Cirurgia Robótica: de promessa à realidade

por Prof. Dr. Miguel Nácul

A introdução de dispositivos robóticos para auxilio de cirurgias endoscopicamente executadas tem trazido consigo um maior apelo pela realização de procedimentos minimamente invasivos. A cirurgia robótica mantém os benefícios da cirurgia minimamente invasiva que incluem a redução da perda sanguínea, diminuição da dor pós-operatória, redução da resposta inflamatória, retorno imediato às atividades diárias, redução de complicações de sítio operatório (infecções e hérnia incisional), entre outros, acrescentando vantagens baseadas em tecnologia que ampliam as possibilidades técnicas do cirurgião. A plataforma robótica permite que os cirurgiões realizem cirurgias a partir de um console remoto, com instrumentos de robótica inseridos através de pequenas incisões.


O robô Da Vinci da empresa Intuitive, único disponível no Brasil, é composto por três componentes principais: um console ergonômico do cirurgião, um totem de quatro braços cirúrgicos interativos junto ao paciente (denominado de patient side cart) e uma torre de vídeo de alta definição que abriga processadores do sistema (núcleo central ou core). Os dedos do cirurgião manipulam controles que transferem remotamente às pinças todos os comandos, filtrando pequenos tremores ou movimentos muito bruscos. Dois sistemas óticos de alta qualidade fundem a imagem e a transmitem ao console cirúrgico resultando em uma visão em três dimensões com altíssima definição (full HD). 

 
O sistema oferece vantagens que diferenciam a cirurgia robótica dos procedimentos videocirúrgicos “convencionais”. O movimento robótico replica os movimentos realizados no console do cirurgião com mais precisão, porém sem atividade autônoma. Além disso, acrescenta a possibilidade do cirurgião operar em uma posição ergonomicamente melhor. As pinças robóticas são articuladas, possuindo sete graus de liberdade de movimento. A imagem, tridimensional, pode amplificar em até quinze vezes o campo operatório permitindo compreensão anatômica superior. Outra grande vantagem da cirurgia robótica é a facilidade de incorporar processos de inteligência artificial e informações que aumentam a segurança do procedimento. Por fim, a plataforma robótica também permite que um cirurgião opere um paciente à distância. Realizada pela primeira vez em 2001, quando o Professor Jacques Marescaux operou de Nova York um paciente locado em Estrasburgo na França, a telecirurgia depende tão somente da velocidade e segurança da conexão e tem um potencial extraordinário no atendimento de pacientes e para a realização de procedimentos cirúrgicos de alta complexidade.

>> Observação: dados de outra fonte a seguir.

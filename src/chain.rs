//! Relation Store
//!
//! Named ledger relations over the shared identifier space. Engines only
//! see the [`RelationStore`] trait; [`Chain`] is the in-memory store that
//! ingestion appends into.
//!
//! ```text
//!   add_edge(SI, addr, input, value)      add_edge(Flow, input, output, value)
//!            │                                     │
//!            ▼                                     ▼
//!   ┌───────────────┐   flush()   ┌──────────────────────────────┐
//!   │ pending COO   │ ──────────► │ committed CSR + CSC per name │ ◄── traverse / trace
//!   └───────────────┘             └──────────────────────────────┘
//! ```

use std::collections::BTreeMap;
use std::fmt;
use std::str::FromStr;

use tracing::debug;

use crate::graphblas::{GrBMatrix, GrBVector};
use crate::ids::Id;
use crate::{LedgerError, Result};

/// Semantic role of a relation
#[derive(Clone, Copy, Debug, PartialEq, Eq, Hash, PartialOrd, Ord)]
pub enum RelationName {
    /// block → transaction in that block
    BlockTx,
    /// input → transaction consuming it
    InputTx,
    /// transaction → output it creates
    TxOutput,
    /// address → input it spends
    SenderInput,
    /// output → address it pays
    OutputReceiver,
    /// address → transaction it sends
    SenderTx,
    /// transaction → address it pays
    TxReceiver,
    /// sender address → receiver address
    SenderReceiver,
    /// input → output it funds
    InputOutput,
    /// occurrence graph: input → funded output, output → spending input
    Flow,
}

impl RelationName {
    pub const ALL: [RelationName; 10] = [
        RelationName::BlockTx,
        RelationName::InputTx,
        RelationName::TxOutput,
        RelationName::SenderInput,
        RelationName::OutputReceiver,
        RelationName::SenderTx,
        RelationName::TxReceiver,
        RelationName::SenderReceiver,
        RelationName::InputOutput,
        RelationName::Flow,
    ];

    /// Relations a single block carries before it is merged into the chain
    pub const PER_BLOCK: [RelationName; 3] =
        [RelationName::BlockTx, RelationName::InputTx, RelationName::TxOutput];

    /// Short matrix name (`SR`, `OR`, ...)
    pub fn short(self) -> &'static str {
        match self {
            RelationName::BlockTx => "BT",
            RelationName::InputTx => "IT",
            RelationName::TxOutput => "TO",
            RelationName::SenderInput => "SI",
            RelationName::OutputReceiver => "OR",
            RelationName::SenderTx => "ST",
            RelationName::TxReceiver => "TR",
            RelationName::SenderReceiver => "SR",
            RelationName::InputOutput => "IO",
            RelationName::Flow => "FLOW",
        }
    }
}

impl fmt::Display for RelationName {
    fn fmt(&self, f: &mut fmt::Formatter<'_>) -> fmt::Result {
        f.write_str(self.short())
    }
}

impl FromStr for RelationName {
    type Err = LedgerError;

    fn from_str(s: &str) -> Result<Self> {
        RelationName::ALL
            .into_iter()
            .find(|name| name.short().eq_ignore_ascii_case(s))
            .ok_or_else(|| LedgerError::UnknownRelation(s.to_string()))
    }
}

/// Read-only access to committed relations.
///
/// Implementors must only hand out committed state, so traversals see the
/// relation set as of their last flush.
pub trait RelationStore: Sync {
    /// Committed relation by name
    fn relation(&self, name: RelationName) -> Result<&GrBMatrix<u64>>;

    /// Row slice `name[id, :]`
    fn row(&self, name: RelationName, id: Id) -> Result<GrBVector<u64>> {
        self.relation(name)?.row(id)
    }

    /// Column slice `name[:, id]`
    fn col(&self, name: RelationName, id: Id) -> Result<GrBVector<u64>> {
        self.relation(name)?.col(id)
    }

    /// Relation cardinality
    fn nvals(&self, name: RelationName) -> Result<usize> {
        Ok(self.relation(name)?.nvals())
    }
}

/// In-memory relation store
#[derive(Clone, Debug)]
pub struct Chain {
    relations: BTreeMap<RelationName, GrBMatrix<u64>>,
}

impl Default for Chain {
    fn default() -> Self {
        Self::new()
    }
}

impl Chain {
    /// Store holding every relation, all empty
    pub fn new() -> Self {
        Self::with_relations(&RelationName::ALL)
    }

    /// Store holding only `names`; asking for anything else is an error
    pub fn with_relations(names: &[RelationName]) -> Self {
        Self {
            relations: names.iter().map(|&n| (n, GrBMatrix::maximal())).collect(),
        }
    }

    /// Store for one block's own relations
    pub fn block_scope() -> Self {
        Self::with_relations(&RelationName::PER_BLOCK)
    }

    fn relation_mut(&mut self, name: RelationName) -> Result<&mut GrBMatrix<u64>> {
        self.relations
            .get_mut(&name)
            .ok_or_else(|| LedgerError::UnknownRelation(name.to_string()))
    }

    /// Stage an edge; visible to traversals after `flush`
    pub fn add_edge(&mut self, name: RelationName, src: Id, dst: Id, weight: u64) -> Result<()> {
        self.relation_mut(name)?.set(src, dst, weight)
    }

    /// Stage many edges of one relation
    pub fn extend<I>(&mut self, name: RelationName, edges: I) -> Result<()>
    where
        I: IntoIterator<Item = (Id, Id, u64)>,
    {
        let m = self.relation_mut(name)?;
        for (src, dst, weight) in edges {
            m.set(src, dst, weight)?;
        }
        Ok(())
    }

    /// Append another store's committed edges (e.g. a finished block)
    pub fn absorb(&mut self, other: &Chain) -> Result<()> {
        for (&name, m) in &other.relations {
            let target = self.relation_mut(name)?;
            for e in m.iter() {
                target.set(e.row, e.col, e.value)?;
            }
        }
        Ok(())
    }

    /// Commit every pending delta
    pub fn flush(&mut self) {
        for (name, m) in self.relations.iter_mut() {
            if m.is_dirty() {
                let pending = m.pending_nvals();
                m.flush();
                debug!(relation = %name, pending, nvals = m.nvals(), "flushed relation");
            }
        }
    }

    /// Does any relation hold uncommitted writes?
    pub fn is_dirty(&self) -> bool {
        self.relations.values().any(GrBMatrix::is_dirty)
    }
}

impl RelationStore for Chain {
    fn relation(&self, name: RelationName) -> Result<&GrBMatrix<u64>> {
        self.relations
            .get(&name)
            .ok_or_else(|| LedgerError::UnknownRelation(name.to_string()))
    }
}

#[cfg(test)]
mod tests {
    use super::*;

    #[test]
    fn test_relation_names() {
        assert_eq!("sr".parse::<RelationName>().unwrap(), RelationName::SenderReceiver);
        assert_eq!("FLOW".parse::<RelationName>().unwrap(), RelationName::Flow);
        assert!(matches!(
            "XX".parse::<RelationName>(),
            Err(LedgerError::UnknownRelation(s)) if s == "XX"
        ));
        for name in RelationName::ALL {
            assert_eq!(name.short().parse::<RelationName>().unwrap(), name);
        }
    }

    #[test]
    fn test_edges_visible_after_flush() {
        let mut chain = Chain::new();
        chain.add_edge(RelationName::SenderReceiver, 1, 2, 5).unwrap();
        assert_eq!(chain.nvals(RelationName::SenderReceiver).unwrap(), 0);
        assert!(chain.is_dirty());

        chain.flush();
        assert!(!chain.is_dirty());
        assert_eq!(chain.nvals(RelationName::SenderReceiver).unwrap(), 1);
        assert_eq!(chain.row(RelationName::SenderReceiver, 1).unwrap().to_pairs(), vec![(2, 5)]);
        assert_eq!(chain.col(RelationName::SenderReceiver, 2).unwrap().to_pairs(), vec![(1, 5)]);
    }

    #[test]
    fn test_block_scope_and_absorb() {
        let mut block = Chain::block_scope();
        block.add_edge(RelationName::BlockTx, 1 << 32, (1 << 32) + 1, 1).unwrap();
        assert!(block.add_edge(RelationName::SenderReceiver, 1, 2, 1).is_err());
        assert!(block.relation(RelationName::Flow).is_err());
        block.flush();

        let mut chain = Chain::new();
        chain.absorb(&block).unwrap();
        chain.flush();
        assert_eq!(chain.relation(RelationName::BlockTx).unwrap().get(1 << 32, (1 << 32) + 1), Some(1));
    }

    #[test]
    fn test_out_of_space_edge_rejected() {
        let mut chain = Chain::new();
        let err = chain.add_edge(RelationName::Flow, crate::INDEX_MAX, 0, 1);
        assert!(matches!(err, Err(LedgerError::InvalidIndex { .. })));
    }
}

Essas vantagens desencadeiam uma inexorável tendência pela aquisição de sistemas e treinamento nesses dispositivos, o que determinou um crescimento vertiginoso da oferta desta modalidade cirúrgica nos EUA, passando de um robô em 1999 para quase dois mil robôs em apenas uma década. Na Urologia, mais de 90% das prostatectomias radicais são hoje executadas nos EUA através de um robô. A robótica cirúrgica chegou em 2008 no Brasil. De lá pra cá, já foram realizadas mais de 30 mil cirurgias e são 1200 cirurgiões certificados pela empresa em 14 especialidades médicas. O país conta hoje com 76 plataformas robóticas, metade destas locadas em hospitais na região Sudeste. A maioria está na rede de saúde privada, mas hospitais públicos do Rio de Janeiro, São Paulo, Barretos, Belém, Recife e Porto Alegre já contam com equipamentos pra atender a população.  

O impacto da cirurgia robótica no custo-efetividade da atenção a saúde no sistema brasileiro ainda não pode ser mensurado. No momento em que são poucos os hospitais do país detentores desta tecnologia, prevê-se um longo percurso na definição de parâmetros econômicos. Nos EUA, o custo médio deste procedimento foi calculado em torno de 15% acima do custo da laparoscopia convencional. No Brasil, os valores são ainda maiores. Espera-se que a natural redução de preços após os primeiros anos de sua introdução possam justificar uma maior disseminação da cirurgia robótica.

Os benefícios secundários da videocirurgia foram amplamente comprovados e retratados em pesquisas científicas. No entanto, os cirurgiões estão sempre em busca de novos procedimentos que minimizem ainda mais o trauma cirúrgico. Com o consentimento dos pacientes e sempre em busca de um procedimento cirúrgico menos doloroso, de mais rápida recuperação, com melhor resultado estético, todos estão atrás da “cirurgia invisível”. No início de mais um século, move-se a roda da história pela curiosidade e engenhosidade de médicos e engenheiros pioneiros. O estabelecimento da cirurgia robótica dependerá da ultrapassagem da fase inicial de seu desenvolvimento. Com o mínimo de experimentação humana e com respeito a preceitos éticos, projeta-se um novo patamar para toda a cirurgia.